BEGIN Material supplied

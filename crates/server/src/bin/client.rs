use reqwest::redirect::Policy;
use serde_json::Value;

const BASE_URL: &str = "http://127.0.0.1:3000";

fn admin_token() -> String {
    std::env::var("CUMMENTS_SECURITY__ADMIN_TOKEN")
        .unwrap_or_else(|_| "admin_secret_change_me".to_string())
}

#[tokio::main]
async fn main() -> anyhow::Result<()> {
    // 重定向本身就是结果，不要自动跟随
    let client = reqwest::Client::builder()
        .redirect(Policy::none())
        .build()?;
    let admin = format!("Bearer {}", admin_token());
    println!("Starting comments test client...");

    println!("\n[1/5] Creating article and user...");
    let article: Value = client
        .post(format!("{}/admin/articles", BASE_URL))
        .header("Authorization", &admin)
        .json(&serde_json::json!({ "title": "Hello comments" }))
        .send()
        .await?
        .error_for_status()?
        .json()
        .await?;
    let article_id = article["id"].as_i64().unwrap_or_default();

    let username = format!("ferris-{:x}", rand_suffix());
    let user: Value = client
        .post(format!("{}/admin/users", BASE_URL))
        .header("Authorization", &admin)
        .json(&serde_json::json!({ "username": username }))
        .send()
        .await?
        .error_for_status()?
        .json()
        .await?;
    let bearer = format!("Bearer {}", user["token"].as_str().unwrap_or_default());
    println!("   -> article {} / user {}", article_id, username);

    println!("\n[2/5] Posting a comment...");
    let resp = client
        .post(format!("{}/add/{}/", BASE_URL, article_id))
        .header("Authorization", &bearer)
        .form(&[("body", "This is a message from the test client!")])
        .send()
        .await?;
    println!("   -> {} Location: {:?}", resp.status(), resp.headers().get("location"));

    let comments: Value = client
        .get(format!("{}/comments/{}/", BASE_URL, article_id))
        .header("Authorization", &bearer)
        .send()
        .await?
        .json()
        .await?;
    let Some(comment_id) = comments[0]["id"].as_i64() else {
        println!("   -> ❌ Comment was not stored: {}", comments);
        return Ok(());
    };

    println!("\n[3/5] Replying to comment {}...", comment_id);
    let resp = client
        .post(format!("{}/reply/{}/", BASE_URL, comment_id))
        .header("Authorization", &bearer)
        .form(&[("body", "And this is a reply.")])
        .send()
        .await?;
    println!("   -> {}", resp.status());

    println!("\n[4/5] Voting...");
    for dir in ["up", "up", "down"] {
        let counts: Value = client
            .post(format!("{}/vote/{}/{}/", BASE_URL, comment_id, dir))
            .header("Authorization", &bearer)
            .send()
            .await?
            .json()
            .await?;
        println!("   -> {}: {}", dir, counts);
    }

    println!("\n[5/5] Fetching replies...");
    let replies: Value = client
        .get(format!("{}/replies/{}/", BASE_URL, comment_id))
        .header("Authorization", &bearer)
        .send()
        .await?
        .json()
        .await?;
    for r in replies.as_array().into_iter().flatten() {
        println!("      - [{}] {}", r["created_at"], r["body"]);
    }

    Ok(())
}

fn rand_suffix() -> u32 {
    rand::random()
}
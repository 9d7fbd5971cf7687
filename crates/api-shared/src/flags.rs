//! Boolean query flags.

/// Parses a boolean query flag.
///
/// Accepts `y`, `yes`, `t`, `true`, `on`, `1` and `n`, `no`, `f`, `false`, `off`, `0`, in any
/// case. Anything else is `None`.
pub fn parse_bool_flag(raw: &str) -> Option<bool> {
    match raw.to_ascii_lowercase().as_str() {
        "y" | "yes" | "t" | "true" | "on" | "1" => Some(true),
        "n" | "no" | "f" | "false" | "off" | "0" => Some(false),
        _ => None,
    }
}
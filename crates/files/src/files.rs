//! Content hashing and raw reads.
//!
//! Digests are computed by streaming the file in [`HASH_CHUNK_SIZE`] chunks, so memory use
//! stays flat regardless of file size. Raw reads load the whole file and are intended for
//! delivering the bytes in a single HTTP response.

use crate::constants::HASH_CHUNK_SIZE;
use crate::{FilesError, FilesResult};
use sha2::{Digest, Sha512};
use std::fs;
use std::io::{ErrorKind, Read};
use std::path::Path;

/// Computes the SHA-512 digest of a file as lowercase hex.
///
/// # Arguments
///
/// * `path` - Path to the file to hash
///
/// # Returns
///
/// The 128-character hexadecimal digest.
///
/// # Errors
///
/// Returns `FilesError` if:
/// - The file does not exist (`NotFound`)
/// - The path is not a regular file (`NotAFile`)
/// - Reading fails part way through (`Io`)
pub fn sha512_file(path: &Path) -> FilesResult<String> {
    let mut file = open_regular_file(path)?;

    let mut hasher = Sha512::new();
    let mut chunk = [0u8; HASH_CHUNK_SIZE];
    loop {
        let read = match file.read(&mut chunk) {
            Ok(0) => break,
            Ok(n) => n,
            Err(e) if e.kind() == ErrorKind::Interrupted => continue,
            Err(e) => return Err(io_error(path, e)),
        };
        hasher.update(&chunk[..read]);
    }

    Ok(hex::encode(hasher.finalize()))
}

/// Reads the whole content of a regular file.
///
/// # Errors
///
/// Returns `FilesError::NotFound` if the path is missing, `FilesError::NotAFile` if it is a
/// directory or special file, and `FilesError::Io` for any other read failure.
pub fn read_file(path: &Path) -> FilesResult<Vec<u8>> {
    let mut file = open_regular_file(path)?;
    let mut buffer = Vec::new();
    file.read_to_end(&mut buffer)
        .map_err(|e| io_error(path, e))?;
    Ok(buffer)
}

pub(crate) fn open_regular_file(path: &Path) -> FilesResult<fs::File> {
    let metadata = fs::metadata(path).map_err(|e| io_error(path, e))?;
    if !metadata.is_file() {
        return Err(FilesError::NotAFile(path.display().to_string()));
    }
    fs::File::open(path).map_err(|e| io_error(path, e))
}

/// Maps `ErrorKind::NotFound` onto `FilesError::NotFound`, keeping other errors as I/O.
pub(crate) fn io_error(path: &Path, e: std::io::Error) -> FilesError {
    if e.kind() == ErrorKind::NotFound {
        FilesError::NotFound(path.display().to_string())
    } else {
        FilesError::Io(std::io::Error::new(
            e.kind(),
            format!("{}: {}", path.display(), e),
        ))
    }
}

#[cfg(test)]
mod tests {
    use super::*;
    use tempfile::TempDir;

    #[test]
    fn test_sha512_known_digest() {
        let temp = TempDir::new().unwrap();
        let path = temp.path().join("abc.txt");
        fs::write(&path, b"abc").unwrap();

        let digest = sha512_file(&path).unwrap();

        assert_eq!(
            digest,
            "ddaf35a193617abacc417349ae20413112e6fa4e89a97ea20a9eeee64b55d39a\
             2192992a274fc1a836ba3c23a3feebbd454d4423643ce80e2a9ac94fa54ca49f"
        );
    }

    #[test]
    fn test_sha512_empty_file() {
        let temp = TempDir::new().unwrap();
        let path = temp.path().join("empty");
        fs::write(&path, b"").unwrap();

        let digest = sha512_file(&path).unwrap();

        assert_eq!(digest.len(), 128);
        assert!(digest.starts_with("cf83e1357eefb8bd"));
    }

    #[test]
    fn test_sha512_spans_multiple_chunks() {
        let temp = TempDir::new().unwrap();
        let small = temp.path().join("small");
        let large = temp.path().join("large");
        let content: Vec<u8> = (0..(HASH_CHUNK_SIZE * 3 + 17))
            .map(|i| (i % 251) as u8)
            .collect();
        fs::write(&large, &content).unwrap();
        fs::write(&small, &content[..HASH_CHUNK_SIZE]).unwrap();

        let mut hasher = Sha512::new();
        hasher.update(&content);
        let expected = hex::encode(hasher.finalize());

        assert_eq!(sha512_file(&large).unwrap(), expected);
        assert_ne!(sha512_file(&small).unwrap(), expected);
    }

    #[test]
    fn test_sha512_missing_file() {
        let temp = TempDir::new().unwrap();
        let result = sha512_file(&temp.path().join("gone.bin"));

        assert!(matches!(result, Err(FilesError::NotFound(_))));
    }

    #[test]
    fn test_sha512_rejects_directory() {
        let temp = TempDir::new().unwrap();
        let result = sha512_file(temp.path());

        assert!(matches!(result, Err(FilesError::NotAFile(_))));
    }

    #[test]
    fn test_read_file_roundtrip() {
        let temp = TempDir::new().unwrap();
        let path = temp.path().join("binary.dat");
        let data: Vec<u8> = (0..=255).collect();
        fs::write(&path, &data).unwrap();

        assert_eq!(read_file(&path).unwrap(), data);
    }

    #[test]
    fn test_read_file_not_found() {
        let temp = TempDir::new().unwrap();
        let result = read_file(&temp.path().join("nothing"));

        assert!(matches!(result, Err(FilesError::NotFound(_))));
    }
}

END Material supplied
BEGIN Material supplied

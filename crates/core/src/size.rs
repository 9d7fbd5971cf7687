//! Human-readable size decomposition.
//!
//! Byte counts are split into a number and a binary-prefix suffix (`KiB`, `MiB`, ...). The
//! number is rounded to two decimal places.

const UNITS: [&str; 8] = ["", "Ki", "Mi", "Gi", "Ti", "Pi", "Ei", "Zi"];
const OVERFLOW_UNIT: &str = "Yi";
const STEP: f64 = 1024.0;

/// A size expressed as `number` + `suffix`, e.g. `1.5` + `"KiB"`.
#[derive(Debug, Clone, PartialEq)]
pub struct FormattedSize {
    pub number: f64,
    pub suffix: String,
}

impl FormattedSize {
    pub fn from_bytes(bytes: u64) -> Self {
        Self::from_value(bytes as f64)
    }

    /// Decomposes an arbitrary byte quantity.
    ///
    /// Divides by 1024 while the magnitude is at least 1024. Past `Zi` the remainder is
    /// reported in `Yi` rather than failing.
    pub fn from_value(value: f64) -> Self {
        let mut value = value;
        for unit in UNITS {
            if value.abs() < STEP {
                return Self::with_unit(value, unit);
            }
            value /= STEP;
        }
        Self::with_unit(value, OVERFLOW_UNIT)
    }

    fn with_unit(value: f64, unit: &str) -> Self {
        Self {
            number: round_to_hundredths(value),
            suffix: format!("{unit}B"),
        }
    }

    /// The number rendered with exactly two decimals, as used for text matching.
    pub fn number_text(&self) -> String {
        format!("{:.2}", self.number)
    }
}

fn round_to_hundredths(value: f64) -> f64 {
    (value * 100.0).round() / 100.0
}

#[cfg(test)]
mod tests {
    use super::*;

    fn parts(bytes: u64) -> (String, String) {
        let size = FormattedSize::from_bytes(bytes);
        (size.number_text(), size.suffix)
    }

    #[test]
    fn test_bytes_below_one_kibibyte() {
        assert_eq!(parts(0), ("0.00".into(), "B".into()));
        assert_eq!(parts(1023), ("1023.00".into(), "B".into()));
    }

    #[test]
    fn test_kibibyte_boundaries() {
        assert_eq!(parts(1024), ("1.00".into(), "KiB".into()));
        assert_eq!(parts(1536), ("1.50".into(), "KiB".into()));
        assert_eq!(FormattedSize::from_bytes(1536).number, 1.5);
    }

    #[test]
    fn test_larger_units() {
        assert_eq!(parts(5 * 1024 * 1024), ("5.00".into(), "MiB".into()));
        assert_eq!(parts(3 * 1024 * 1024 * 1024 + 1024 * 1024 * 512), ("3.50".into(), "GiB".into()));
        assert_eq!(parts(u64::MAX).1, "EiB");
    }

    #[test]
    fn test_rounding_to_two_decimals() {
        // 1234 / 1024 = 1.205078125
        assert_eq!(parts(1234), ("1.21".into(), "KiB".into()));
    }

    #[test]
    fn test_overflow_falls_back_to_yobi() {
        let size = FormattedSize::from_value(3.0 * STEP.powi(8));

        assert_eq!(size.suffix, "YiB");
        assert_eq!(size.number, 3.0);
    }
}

END Material supplied
BEGIN Material supplied

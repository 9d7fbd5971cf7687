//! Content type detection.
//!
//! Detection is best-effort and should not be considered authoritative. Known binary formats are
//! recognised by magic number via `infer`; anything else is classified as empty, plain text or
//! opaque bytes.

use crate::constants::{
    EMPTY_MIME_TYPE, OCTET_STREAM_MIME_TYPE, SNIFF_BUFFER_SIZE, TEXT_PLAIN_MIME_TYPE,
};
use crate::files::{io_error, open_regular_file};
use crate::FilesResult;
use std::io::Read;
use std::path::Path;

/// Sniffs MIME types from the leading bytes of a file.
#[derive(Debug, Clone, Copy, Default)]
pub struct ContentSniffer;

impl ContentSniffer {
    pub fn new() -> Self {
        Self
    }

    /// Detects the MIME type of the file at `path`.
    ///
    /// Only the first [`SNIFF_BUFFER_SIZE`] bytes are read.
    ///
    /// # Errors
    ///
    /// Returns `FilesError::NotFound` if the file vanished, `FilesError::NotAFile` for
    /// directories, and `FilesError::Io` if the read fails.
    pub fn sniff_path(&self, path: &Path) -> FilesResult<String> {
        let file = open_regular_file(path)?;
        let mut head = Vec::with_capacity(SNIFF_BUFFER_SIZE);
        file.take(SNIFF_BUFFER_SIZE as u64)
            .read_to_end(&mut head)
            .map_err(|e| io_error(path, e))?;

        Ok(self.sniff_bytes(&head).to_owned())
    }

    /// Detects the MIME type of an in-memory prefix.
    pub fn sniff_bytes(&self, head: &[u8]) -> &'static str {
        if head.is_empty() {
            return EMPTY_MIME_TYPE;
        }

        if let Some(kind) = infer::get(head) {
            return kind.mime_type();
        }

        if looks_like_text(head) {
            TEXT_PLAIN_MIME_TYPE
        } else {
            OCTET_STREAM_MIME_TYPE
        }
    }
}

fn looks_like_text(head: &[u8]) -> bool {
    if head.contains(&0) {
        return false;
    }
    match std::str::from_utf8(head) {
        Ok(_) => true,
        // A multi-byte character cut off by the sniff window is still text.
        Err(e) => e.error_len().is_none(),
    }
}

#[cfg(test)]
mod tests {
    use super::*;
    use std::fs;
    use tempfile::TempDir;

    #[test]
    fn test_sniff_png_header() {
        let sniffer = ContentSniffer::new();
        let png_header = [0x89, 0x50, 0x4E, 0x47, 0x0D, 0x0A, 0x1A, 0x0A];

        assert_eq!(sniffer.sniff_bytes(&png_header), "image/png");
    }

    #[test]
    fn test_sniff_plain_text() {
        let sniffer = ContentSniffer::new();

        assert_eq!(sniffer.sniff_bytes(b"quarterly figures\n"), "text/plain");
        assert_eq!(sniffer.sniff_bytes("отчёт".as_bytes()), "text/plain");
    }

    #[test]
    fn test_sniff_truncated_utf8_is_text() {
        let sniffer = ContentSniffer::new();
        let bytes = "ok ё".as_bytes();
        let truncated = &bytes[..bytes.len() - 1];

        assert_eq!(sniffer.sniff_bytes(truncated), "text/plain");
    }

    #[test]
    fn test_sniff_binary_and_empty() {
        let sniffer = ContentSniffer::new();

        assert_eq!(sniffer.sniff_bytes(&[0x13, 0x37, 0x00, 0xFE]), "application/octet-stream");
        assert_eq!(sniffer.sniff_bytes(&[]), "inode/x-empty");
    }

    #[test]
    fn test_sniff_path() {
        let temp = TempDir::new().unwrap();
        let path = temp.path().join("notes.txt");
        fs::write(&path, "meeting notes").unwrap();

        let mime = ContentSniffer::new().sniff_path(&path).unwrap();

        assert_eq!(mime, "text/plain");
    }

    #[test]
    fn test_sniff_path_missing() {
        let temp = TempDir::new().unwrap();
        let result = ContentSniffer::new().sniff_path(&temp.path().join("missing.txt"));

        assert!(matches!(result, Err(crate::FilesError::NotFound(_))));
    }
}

END Material supplied

*Problem details*
Could you set down, exactly as written, the lines above between the one holding "filename crates/server/src/bin/client.rs" and the one holding "Creating article and", inclusive, and nothing more?

*Exercise answer*
filename crates/server/src/bin/client.rs
use reqwest::redirect::Policy;
use serde_json::Value;

const BASE_URL: &str = "http://127.0.0.1:3000";

fn admin_token() -> String {
    std::env::var("CUMMENTS_SECURITY__ADMIN_TOKEN")
        .unwrap_or_else(|_| "admin_secret_change_me".to_string())
}

#[tokio::main]
async fn main() -> anyhow::Result<()> {
    // 重定向本身就是结果，不要自动跟随
    let client = reqwest::Client::builder()
        .redirect(Policy::none())
        .build()?;
    let admin = format!("Bearer {}", admin_token());
    println!("Starting comments test client...");

    println!("\n[1/5] Creating article and user...");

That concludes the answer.